When they returned the next week, Clare told Sharon that despite some initial skepticism, she'd stayed with her feelings and had a significant insight. In both situations, she'd felt unheard and unseen, as though her desires didn't matter.

"Do you remember having similar feelings when you were a child?" Sharon asked.

"It's the story of my life," Clare replied. "I felt invisible as a child. In my family, my opinions were always wrong—or worse, they didn't even matter."

Inside that core of strong feeling, Sharon explained, was Clare's story beneath the story. "What fuels a couple's recurrent conflict is, inevitably, a much deeper wound that's being reactivated. As long as these wounds remain buried, the conflict—in different guises—goes on and on."

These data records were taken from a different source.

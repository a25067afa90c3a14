//! Dictionary lookups consulted by the feature extractor.
//!
//! Both lookups are read-only after construction and must be shareable
//! across threads. Table-backed implementations that load from disk live in
//! the `layered-lexicon` crate; the impls here cover tests and callers that
//! already hold their data in a map.

use std::collections::HashMap;

use crate::Gender;

/// Noun type assigned to head words that denote people.
pub const PERSON_NOUN_TYPE: &str = "person";

/// First name to gender lookup.
pub trait FirstNameGenders: Send + Sync {
    /// Gender recorded for `name`, or `None` if the name is not listed.
    fn gender_of(&self, name: &str) -> Option<Gender>;
}

/// Head word to semantic noun type lookup ("person", "group", ...).
pub trait NounTypes: Send + Sync {
    fn noun_type(&self, word: &str) -> Option<&str>;

    fn is_person(&self, word: &str) -> bool {
        self.noun_type(word) == Some(PERSON_NOUN_TYPE)
    }
}

/// Keys are expected in lower case.
impl FirstNameGenders for HashMap<String, Gender> {
    fn gender_of(&self, name: &str) -> Option<Gender> {
        self.get(&name.to_lowercase()).copied()
    }
}

/// Keys are expected in lower case.
impl NounTypes for HashMap<String, String> {
    fn noun_type(&self, word: &str) -> Option<&str> {
        self.get(&word.to_lowercase()).map(String::as_str)
    }
}

/// A lexicon that knows nothing. Every feature that depends on it comes
/// back undetermined.
#[derive(Debug, Clone, Copy, Default)]
pub struct NoLexicon;

impl FirstNameGenders for NoLexicon {
    fn gender_of(&self, _name: &str) -> Option<Gender> {
        None
    }
}

impl NounTypes for NoLexicon {
    fn noun_type(&self, _word: &str) -> Option<&str> {
        None
    }
}

#[cfg(test)]
mod tests {
    use super::*;

    #[test]
    fn map_lookups_ignore_case() {
        let names: HashMap<String, Gender> = [("maria".to_string(), Gender::Female)].into();
        assert_eq!(names.gender_of("Maria"), Some(Gender::Female));
        assert_eq!(names.gender_of("Mario"), None);

        let nouns: HashMap<String, String> =
            [("president".to_string(), "person".to_string())].into();
        assert!(nouns.is_person("President"));
        assert!(!nouns.is_person("committee"));
    }
}
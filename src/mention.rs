//! Mentions: constituents that may refer to an entity.

use crate::syntax::{basic_category, Constituents};
use crate::{EntityType, ParseTree};

/// A noun phrase or pronoun in a parsed sentence.
///
/// A mention borrows the tree it belongs to and never changes after it is
/// created, so every feature computed from it is stable.
#[derive(Debug)]
pub struct Mention<'t, T: Constituents + ?Sized = ParseTree> {
    tree: &'t T,
    node: T::Node,
    entity_type: EntityType,
}

impl<'t, T: Constituents + ?Sized> Clone for Mention<'t, T> {
    fn clone(&self) -> Self {
        *self
    }
}

impl<'t, T: Constituents + ?Sized> Copy for Mention<'t, T> {}

impl<'t, T: Constituents + ?Sized> Mention<'t, T> {
    pub fn new(tree: &'t T, node: T::Node, entity_type: EntityType) -> Self {
        Self {
            tree,
            node,
            entity_type,
        }
    }

    pub fn tree(&self) -> &'t T {
        self.tree
    }

    pub fn node(&self) -> T::Node {
        self.node
    }

    pub fn entity_type(&self) -> EntityType {
        self.entity_type
    }

    /// True if both mentions point into the same tree.
    pub fn same_tree(&self, other: &Mention<'_, T>) -> bool {
        std::ptr::eq(
            self.tree as *const T as *const u8,
            other.tree as *const T as *const u8,
        )
    }

    pub fn head_preterminal(&self) -> Option<T::Node> {
        self.tree.head_preterminal(self.node)
    }

    /// The head word, as written.
    pub fn head_word(&self) -> Option<&'t str> {
        let preterminal = self.head_preterminal()?;
        let word = *self.tree.children(preterminal).first()?;
        Some(self.tree.label(word))
    }

    pub fn leaves(&self) -> Vec<T::Node> {
        self.tree.leaves(self.node)
    }

    /// Each word with the label of its immediate parent, normally its
    /// part-of-speech tag.
    pub fn tagged_leaves(&self) -> Vec<(&'t str, &'t str)> {
        let tree = self.tree;
        self.leaves()
            .into_iter()
            .map(|leaf| {
                let tag = tree.parent(leaf).map_or("", |parent| tree.label(parent));
                (tree.label(leaf), tag)
            })
            .collect()
    }

    /// Words of the mention joined by spaces.
    pub fn text(&self) -> String {
        let tree = self.tree;
        self.leaves()
            .into_iter()
            .map(|leaf| tree.label(leaf))
            .collect::<Vec<_>>()
            .join(" ")
    }

    /// True for a noun phrase headed by a personal or possessive pronoun
    /// that is not itself the child of another noun phrase.
    pub fn is_pronominal(&self) -> bool {
        self.pronoun_preterminal().is_some()
    }

    /// The head pronoun in lower case, or `None` if the mention is not
    /// pronominal.
    pub fn pronoun(&self) -> Option<String> {
        let preterminal = self.pronoun_preterminal()?;
        let word = *self.tree.children(preterminal).first()?;
        Some(self.tree.label(word).to_lowercase())
    }

    fn pronoun_preterminal(&self) -> Option<T::Node> {
        let tree = self.tree;
        if basic_category(tree.label(self.node)) != "NP" {
            return None;
        }
        if let Some(parent) = tree.parent(self.node) {
            if basic_category(tree.label(parent)) == "NP" {
                return None;
            }
        }
        let head = self.head_preterminal()?;
        if tree.label(head).starts_with("PRP") {
            Some(head)
        } else {
            None
        }
    }
}

#[cfg(test)]
mod tests {
    use super::*;

    fn tree(text: &str) -> ParseTree {
        ParseTree::from_bracketed(text).unwrap()
    }

    #[test]
    fn pronoun_phrase_is_pronominal() {
        let t = tree("(ROOT (S (NP (PRP She)) (VP (VBD left))))");
        let she = Mention::new(&t, t.find("NP", "She").unwrap(), EntityType::None);
        assert!(she.is_pronominal());
        assert_eq!(she.pronoun().as_deref(), Some("she"));
        assert_eq!(she.head_word(), Some("She"));
    }

    #[test]
    fn possessive_determiner_is_not_the_head() {
        let t = tree("(ROOT (S (NP (PRP$ his) (NN dog)) (VP (VBD barked))))");
        let dog = Mention::new(&t, t.find("NP", "his dog").unwrap(), EntityType::None);
        assert!(!dog.is_pronominal());
        assert_eq!(dog.pronoun(), None);
        assert_eq!(dog.head_word(), Some("dog"));
    }

    #[test]
    fn embedded_pronoun_phrase_is_not_maximal() {
        let t = tree("(ROOT (NP (NP (PRP it)) (PP (IN of) (NP (NNS ours)))))");
        let inner = t.nodes().filter(|&n| t.label(n) == "NP").nth(1).unwrap();
        assert_eq!(t.yield_text(inner), "it");
        assert!(!Mention::new(&t, inner, EntityType::None).is_pronominal());
    }

    #[test]
    fn function_tags_are_ignored() {
        let t = tree("(ROOT (S (NP-SBJ (PRP We)) (VP (VBD won))))");
        let we = Mention::new(&t, t.find("NP", "We").unwrap(), EntityType::None);
        assert_eq!(we.pronoun().as_deref(), Some("we"));
    }

    #[test]
    fn tagged_leaves_and_text() {
        let t = tree("(NP (DT the) (NNP Supreme) (NNP Court))");
        let court = Mention::new(&t, t.root(), EntityType::Organization);
        assert_eq!(
            court.tagged_leaves(),
            [("the", "DT"), ("Supreme", "NNP"), ("Court", "NNP")]
        );
        assert_eq!(court.text(), "the Supreme Court");
    }

    #[test]
    fn same_tree_compares_identity() {
        let a = tree("(NP (PRP he))");
        let b = tree("(NP (PRP he))");
        let in_a = Mention::new(&a, a.root(), EntityType::None);
        let also_a = Mention::new(&a, a.root(), EntityType::Person);
        let in_b = Mention::new(&b, b.root(), EntityType::None);
        assert!(in_a.same_tree(&also_a));
        assert!(!in_a.same_tree(&in_b));
    }
}
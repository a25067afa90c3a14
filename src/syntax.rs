//! The interface this crate needs from a syntactic parse.
//!
//! Parsing itself happens upstream. Any parser integration can feed the
//! agreement engine by implementing [`Constituents`] over its own tree type;
//! [`crate::ParseTree`] is the bundled implementation.

use std::fmt::Debug;

/// Read-only access to a constituency parse.
///
/// Leaves are word tokens (their label is the word), pre-terminals are the
/// part-of-speech nodes directly above them, and every other node is a
/// phrasal constituent.
pub trait Constituents {
    /// Handle to a node of the tree.
    type Node: Copy + Eq + Debug;

    /// Category label for internal nodes, the word itself for leaves.
    fn label(&self, node: Self::Node) -> &str;

    /// Children in left-to-right order.
    fn children(&self, node: Self::Node) -> &[Self::Node];

    fn parent(&self, node: Self::Node) -> Option<Self::Node>;

    /// The child that heads `node`, or `None` for leaves.
    fn head_child(&self, node: Self::Node) -> Option<Self::Node>;

    fn is_leaf(&self, node: Self::Node) -> bool {
        self.children(node).is_empty()
    }

    fn is_preterminal(&self, node: Self::Node) -> bool {
        matches!(self.children(node), [only] if self.is_leaf(*only))
    }

    /// True if `node` lies strictly inside `ancestor`. A node does not
    /// dominate itself.
    fn dominates(&self, ancestor: Self::Node, node: Self::Node) -> bool {
        let mut current = self.parent(node);
        while let Some(n) = current {
            if n == ancestor {
                return true;
            }
            current = self.parent(n);
        }
        false
    }

    /// Follows head children down to the pre-terminal carrying the lexical
    /// head of `node`.
    fn head_preterminal(&self, node: Self::Node) -> Option<Self::Node> {
        let mut current = node;
        loop {
            if self.is_preterminal(current) {
                return Some(current);
            }
            if self.is_leaf(current) {
                return None;
            }
            current = self.head_child(current)?;
        }
    }

    /// Leaves under `node`, left to right.
    fn leaves(&self, node: Self::Node) -> Vec<Self::Node> {
        let mut leaves = Vec::new();
        let mut stack = vec![node];
        while let Some(n) = stack.pop() {
            let children = self.children(n);
            if children.is_empty() {
                leaves.push(n);
            } else {
                stack.extend(children.iter().rev().copied());
            }
        }
        leaves
    }
}

/// Strips function tags and co-indexation from a category label.
///
/// `NP-SBJ-1` and `NP=2` both become `NP`. Labels that start with a dash,
/// such as `-LRB-` or `-NONE-`, are returned unchanged.
pub fn basic_category(label: &str) -> &str {
    if label.starts_with('-') {
        return label;
    }
    match label.find(|c| c == '-' || c == '=') {
        Some(idx) => &label[..idx],
        None => label,
    }
}

#[cfg(test)]
mod tests {
    use super::*;

    #[test]
    fn strips_function_tags() {
        assert_eq!(basic_category("NP-SBJ-1"), "NP");
        assert_eq!(basic_category("NP=2"), "NP");
        assert_eq!(basic_category("PRP$"), "PRP$");
        assert_eq!(basic_category("-LRB-"), "-LRB-");
        assert_eq!(basic_category("-NONE-"), "-NONE-");
    }
}
//! Lexicon configuration via TOML.
//!
//! ```toml
//! builtin = true
//! first_names = "dictionaries/first_names.tsv"
//! noun_types = "dictionaries/noun_types.tsv"
//! ```

use std::fs;
use std::path::{Path, PathBuf};

use serde::{Deserialize, Serialize};

use crate::{Lexicon, LexiconError, LexiconResult};

fn default_builtin() -> bool {
    true
}

/// Which dictionaries make up the lexicon.
#[derive(Debug, Clone, PartialEq, Eq, Serialize, Deserialize)]
#[serde(deny_unknown_fields)]
pub struct LexiconConfig {
    /// Start from the bundled dictionaries.
    #[serde(default = "default_builtin")]
    pub builtin: bool,
    /// Extra first-name TSV, merged over the starting set.
    #[serde(default)]
    pub first_names: Option<PathBuf>,
    /// Extra noun-type TSV, merged over the starting set.
    #[serde(default)]
    pub noun_types: Option<PathBuf>,
}

impl Default for LexiconConfig {
    fn default() -> Self {
        Self {
            builtin: true,
            first_names: None,
            noun_types: None,
        }
    }
}

impl LexiconConfig {
    /// Parses config text. Relative paths are kept as written.
    pub fn from_toml_str(text: &str) -> LexiconResult<Self> {
        toml::from_str(text).map_err(|source| LexiconError::Config {
            path: "<inline>".to_string(),
            source,
        })
    }

    /// Loads a config file. Relative dictionary paths resolve against the
    /// directory containing the file.
    pub fn load(path: &Path) -> LexiconResult<Self> {
        let text = fs::read_to_string(path).map_err(|source| LexiconError::Read {
            path: path.display().to_string(),
            source,
        })?;
        let mut config: Self = toml::from_str(&text).map_err(|source| LexiconError::Config {
            path: path.display().to_string(),
            source,
        })?;

        let base = path.parent().unwrap_or_else(|| Path::new(""));
        for dictionary in [&mut config.first_names, &mut config.noun_types] {
            if let Some(file) = dictionary {
                if file.is_relative() {
                    *file = base.join(&*file);
                }
            }
        }
        Ok(config)
    }

    /// Loads every configured dictionary.
    pub fn build(&self) -> LexiconResult<Lexicon> {
        let mut lexicon = if self.builtin {
            Lexicon::builtin().clone()
        } else {
            Lexicon::default()
        };
        if let Some(path) = &self.first_names {
            lexicon.names_mut().extend_from_file(path)?;
        }
        if let Some(path) = &self.noun_types {
            lexicon.nouns_mut().extend_from_file(path)?;
        }
        log::info!(
            "lexicon ready: {} first names, {} noun types",
            lexicon.names().len(),
            lexicon.nouns().len()
        );
        Ok(lexicon)
    }
}
use std::fmt;

use unicode_width::UnicodeWidthStr;

use crate::syntax::Constituents;
use crate::{FeatureExtractor, Mention, MentionFeatures};

/// Mentions and their features laid out in aligned columns.
///
/// ```text
/// Maria          Fem  Per  Sg
/// the committee            Sg
/// she            Fem  Per  Sg  3
/// ```
#[derive(Debug, Clone, Default)]
pub struct FeatureTable {
    rows: Vec<(String, MentionFeatures)>,
}

impl FeatureTable {
    pub fn new() -> Self {
        Self::default()
    }

    pub fn from_mentions<'t, T>(
        extractor: &FeatureExtractor<'_>,
        mentions: impl IntoIterator<Item = Mention<'t, T>>,
    ) -> Self
    where
        T: Constituents + ?Sized + 't,
    {
        let mut table = Self::new();
        for mention in mentions {
            table.push(mention.text(), extractor.features(&mention));
        }
        table
    }

    pub fn push(&mut self, text: impl Into<String>, features: MentionFeatures) {
        self.rows.push((text.into(), features));
    }

    pub fn len(&self) -> usize {
        self.rows.len()
    }

    pub fn is_empty(&self) -> bool {
        self.rows.is_empty()
    }
}

fn cell<T: ToString>(value: Option<T>) -> String {
    value.map(|v| v.to_string()).unwrap_or_default()
}

impl fmt::Display for FeatureTable {
    fn fmt(&self, f: &mut fmt::Formatter<'_>) -> fmt::Result {
        const SPACE_PADDING: usize = 2;

        let cells: Vec<[String; 5]> = self
            .rows
            .iter()
            .map(|(text, features)| {
                [
                    text.clone(),
                    cell(features.gender),
                    cell(features.personhood),
                    cell(features.number),
                    cell(features.perspective),
                ]
            })
            .collect();

        let mut widths = [0usize; 5];
        for row in &cells {
            for (width, value) in widths.iter_mut().zip(row) {
                *width = (*width).max(value.width());
            }
        }

        for (i, row) in cells.iter().enumerate() {
            if i > 0 {
                writeln!(f)?;
            }
            let mut line = String::new();
            for (value, width) in row.iter().zip(widths) {
                line.push_str(value);
                let padding = width - value.width() + SPACE_PADDING;
                line.extend(std::iter::repeat(' ').take(padding));
            }
            f.write_str(line.trim_end())?;
        }
        Ok(())
    }
}
#![doc(
    html_logo_url = "https://raw.githubusercontent.com/storyscript/layered-nlp/main/assets/layered-nlp.svg",
    issue_tracker_base_url = "https://github.com/storyscript/layered-nlp/issues/"
)]

//! Feature agreement for pronoun coreference.
//!
//! Given a pronoun and a candidate antecedent, decide whether the two can
//! refer to the same entity. The decision rests on four features extracted
//! from each mention and one syntactic constraint:
//!
//! - **Gender**: from the pronoun, or from first names in proper nouns
//! - **Personhood**: from the pronoun, the entity tag, or the head noun's type
//! - **Number**: from the pronoun, or from the head word's tag
//! - **Perspective**: first, second or third person, for pronouns
//! - **Binding**: a pronoun cannot refer to a phrase that contains it
//!
//! ## Usage
//!
//! ```
//! use std::collections::HashMap;
//! use layered_coref::{
//!     AgreementMatcher, EntityType, FeatureExtractor, Gender, Mention, NoLexicon, ParseTree,
//! };
//!
//! let tree = ParseTree::from_bracketed(
//!     "(ROOT (S (NP (NNP Maria)) (VP (VBD said) (SBAR (S (NP (PRP she)) (VP (VBD won)))))))",
//! )?;
//! let maria = Mention::new(&tree, tree.find("NP", "Maria").unwrap(), EntityType::Person);
//! let she = Mention::new(&tree, tree.find("NP", "she").unwrap(), EntityType::None);
//!
//! let names: HashMap<String, Gender> = [("maria".to_string(), Gender::Female)].into();
//! let matcher = AgreementMatcher::new(FeatureExtractor::new(&names, &NoLexicon));
//! assert!(matcher.check_pronominal_match(&she, &maria));
//! # Ok::<(), layered_coref::CorefError>(())
//! ```
//!
//! ## Architecture
//!
//! Parsing, entity recognition and the search over candidate antecedents
//! happen elsewhere. This crate defines:
//! - [`Constituents`], the view of a parse it needs, and [`ParseTree`], a
//!   bundled implementation reading Penn Treebank brackets
//! - [`FirstNameGenders`] and [`NounTypes`], the dictionary lookups, with
//!   table-backed implementations in `layered-lexicon`
//! - [`FeatureExtractor`] and [`AgreementMatcher`]

mod agreement;
mod display;
mod error;
mod features;
mod lexicon;
mod mention;
mod syntax;
mod tree;
mod types;

pub use agreement::{
    personhood_equals, relaxed_equals, sexist_gender_equals, AgreementMatcher, MatchOutcome,
    Rejection,
};
pub use display::FeatureTable;
pub use error::{CorefError, CorefResult};
pub use features::{FeatureExtractor, MentionFeatures};
pub use lexicon::{FirstNameGenders, NoLexicon, NounTypes, PERSON_NOUN_TYPE};
pub use mention::Mention;
pub use syntax::{basic_category, Constituents};
pub use tree::{NodeId, ParseTree};
pub use types::{EntityType, Gender, Number, Personhood, Perspective};
//! Error types for dictionary loading.
//!
//! All of these are initialization failures: a lexicon that loads is never
//! consulted in a way that can fail afterwards.

use thiserror::Error;

/// Errors that can occur while loading dictionaries or their configuration.
#[derive(Debug, Error)]
pub enum LexiconError {
    /// A dictionary or config file could not be read.
    #[error("failed to read {path}: {source}")]
    Read {
        path: String,
        source: std::io::Error,
    },

    /// A malformed dictionary line.
    #[error("{source_name}:{line}: {message}")]
    Parse {
        source_name: String,
        line: usize,
        message: String,
    },

    /// A config file that is not valid TOML or has unexpected fields.
    #[error("invalid lexicon config {path}: {source}")]
    Config {
        path: String,
        source: toml::de::Error,
    },
}

/// Result type for lexicon operations.
pub type LexiconResult<T> = Result<T, LexiconError>;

As for Jeremy, on both occasions he felt that his innocent friendliness and generosity had been misconstrued. It didn't take much delving to find his story beneath the story. Orphaned at a very young age, Jeremy was raised in foster care. Having never felt he belonged anywhere, he works hard—bestowing his attention, bestowing cookies—to make himself feel accepted by others. Clare's scolding him hooks him right into his own defensive behavior. He makes light of Clare's feelings, and so the cycle continues.

These links to a well of painful memories actually brought great relief to Clare and Jeremy. Now when Clare looked at Jeremy, she could see the little foster boy inside the "inconsiderate husband." When Jeremy looked at Clare, he could see the unheard, unseen girl inside the "controlling wife."